EXERCISE REQUIREMENTS |
Looking through the data below, work out how many lines have the word "contents". Reply with that number only.

(Saved entries)
.....

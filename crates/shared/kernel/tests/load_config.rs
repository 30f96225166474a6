use mfg_kernel::config::{ConfigError, environment, load_config, load_config_with};
use mfg_kernel::domain::config::{CatalogConfig, IdStrategy};
use std::collections::HashMap;
use std::io::Write;

fn write_toml(contents: &str) -> tempfile::NamedTempFile {
    let mut file = tempfile::Builder::new().suffix(".toml").tempfile().unwrap();
    file.write_all(contents.as_bytes()).unwrap();
    file
}

#[test]
fn loads_catalog_config_from_toml() {
    let file = write_toml("[ids]\nstrategy = \"sequential\"\n\n[sizing]\ndefault_min = 37\n");

    let config: CatalogConfig = load_config(Some(file.path())).unwrap();
    assert_eq!(config.ids.strategy, IdStrategy::Sequential);
    assert_eq!(config.sizing.default_min, 37);
    assert_eq!(config.sizing.default_max, 45);
}

#[test]
fn environment_overrides_file_values() {
    let file = write_toml("[validation]\nfail_fast = false\n");
    let vars = HashMap::from([("MFG__VALIDATION__FAIL_FAST".to_owned(), "true".to_owned())]);

    let config: CatalogConfig =
        load_config_with(Some(file.path()), environment().source(Some(vars))).unwrap();
    assert!(config.validation.fail_fast);
}

#[test]
fn missing_file_is_a_config_error() {
    let dir = tempfile::tempdir().unwrap();
    let result: Result<CatalogConfig, _> = load_config(Some(dir.path().join("absent.toml")));
    assert!(matches!(result, Err(ConfigError::Config { .. })));
}
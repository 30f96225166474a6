use serde::Serialize;
use std::fmt;

/// Machine-readable violation kinds.
#[derive(Debug, Clone, Copy, PartialEq, Eq, Hash, Serialize)]
pub enum ViolationKind {
    MissingRequiredField,
    InvalidSizeRange,
    MultipleDefaultOptions,
    MissingOptionName,
    AmbiguousHardwareItem,
    DanglingReference,
    IncompleteSizeCoverage,
    InvalidAmount,
    InvalidQuantity,
    DuplicateOptionId,
}

impl ViolationKind {
    /// Severity the validator assigns to this kind.
    #[must_use]
    pub const fn severity(self) -> Severity {
        match self {
            Self::IncompleteSizeCoverage => Severity::Warning,
            _ => Severity::Error,
        }
    }
}

#[derive(Debug, Clone, Copy, PartialEq, Eq, Hash, Serialize)]
pub enum Severity {
    /// Blocks submission.
    Error,
    /// Advisory for a human operator.
    Warning,
}

#[derive(Debug, Clone, PartialEq, Eq, Serialize)]
pub struct Violation {
    pub kind: ViolationKind,
    pub severity: Severity,
    /// Field path in the draft shape, e.g. `superBom.hardwareSets[0].items[1].compatibleMaterials`.
    pub path: String,
    pub message: String,
}

impl Violation {
    pub fn new(kind: ViolationKind, path: impl Into<String>, message: impl Into<String>) -> Self {
        Self { kind, severity: kind.severity(), path: path.into(), message: message.into() }
    }

    #[must_use]
    pub fn is_error(&self) -> bool {
        self.severity == Severity::Error
    }
}

impl fmt::Display for Violation {
    fn fmt(&self, f: &mut fmt::Formatter<'_>) -> fmt::Result {
        write!(f, "{:?} at {}: {}", self.kind, self.path, self.message)
    }
}

/// Ordered outcome of a validation run.
///
/// Violations keep the order in which checks found them. In fail-fast mode the
/// report stops accepting violations after the first error.
#[derive(Debug, Clone, Default, PartialEq, Eq, Serialize)]
pub struct ValidationReport {
    violations: Vec<Violation>,
    #[serde(skip)]
    fail_fast: bool,
}

impl ValidationReport {
    #[must_use]
    pub const fn fail_fast() -> Self {
        Self { violations: Vec::new(), fail_fast: true }
    }

    pub fn push(&mut self, violation: Violation) {
        if !self.is_halted() {
            self.violations.push(violation);
        }
    }

    /// `true` once a fail-fast report holds an error.
    #[must_use]
    pub fn is_halted(&self) -> bool {
        self.fail_fast && self.violations.iter().any(Violation::is_error)
    }

    /// Appends another report, honoring this report's fail-fast mode.
    pub fn merge(&mut self, other: Self) {
        for violation in other.violations {
            self.push(violation);
        }
    }

    /// No blocking violation was found.
    #[must_use]
    pub fn is_valid(&self) -> bool {
        !self.violations.iter().any(Violation::is_error)
    }

    pub fn errors(&self) -> impl Iterator<Item = &Violation> {
        self.violations.iter().filter(|v| v.is_error())
    }

    pub fn warnings(&self) -> impl Iterator<Item = &Violation> {
        self.violations.iter().filter(|v| !v.is_error())
    }

    /// First blocking violation in check order.
    #[must_use]
    pub fn first(&self) -> Option<&Violation> {
        self.errors().next()
    }

    #[must_use]
    pub fn violations(&self) -> &[Violation] {
        &self.violations
    }

    #[must_use]
    pub fn contains(&self, kind: ViolationKind) -> bool {
        self.violations.iter().any(|v| v.kind == kind)
    }

    #[must_use]
    pub fn is_empty(&self) -> bool {
        self.violations.is_empty()
    }
}
//! Command-line interface of the inspector.

use clap::{Parser, Subcommand};
use std::path::PathBuf;

#[derive(Debug, Parser)]
#[command(name = "mfg-inspector")]
#[command(version = env!("CARGO_PKG_VERSION"))]
#[command(arg_required_else_help = true)]
#[command(about = "Validate model forms and resolve variant configurations")]
pub struct Cli {
    /// Settings file (`catalog` and `logging` sections); built-in defaults when omitted
    #[arg(long, short, global = true)]
    pub config: Option<PathBuf>,

    /// Pretty-print JSON output
    #[arg(long, global = true)]
    pub pretty: bool,

    #[command(subcommand)]
    pub command: Command,
}

#[derive(Debug, Subcommand)]
pub enum Command {
    /// Print form values for a stored model draft, or a fresh form
    Form {
        /// Model draft JSON; omit for a new-model form
        draft: Option<PathBuf>,
    },
    /// Map form values to a draft and run the SUPER-BOM validator
    Validate {
        /// Form values JSON
        form: PathBuf,
        /// Reference book JSON (`cuttingParts`, `materials`) used to hydrate references
        #[arg(long)]
        references: Option<PathBuf>,
    },
    /// Resolve the effective configuration of a variant
    Resolve {
        /// Model JSON with its variants
        model: PathBuf,
        /// Variant id; the model's default variant when omitted
        #[arg(long)]
        variant: Option<String>,
    },
    /// Recompute the material cost of every variant of a model
    Estimate {
        /// Model JSON with its variants
        model: PathBuf,
        /// Price list JSON: material id to unit price
        #[arg(long)]
        prices: PathBuf,
    },
}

.....

PROBLEM SOLUTION |
2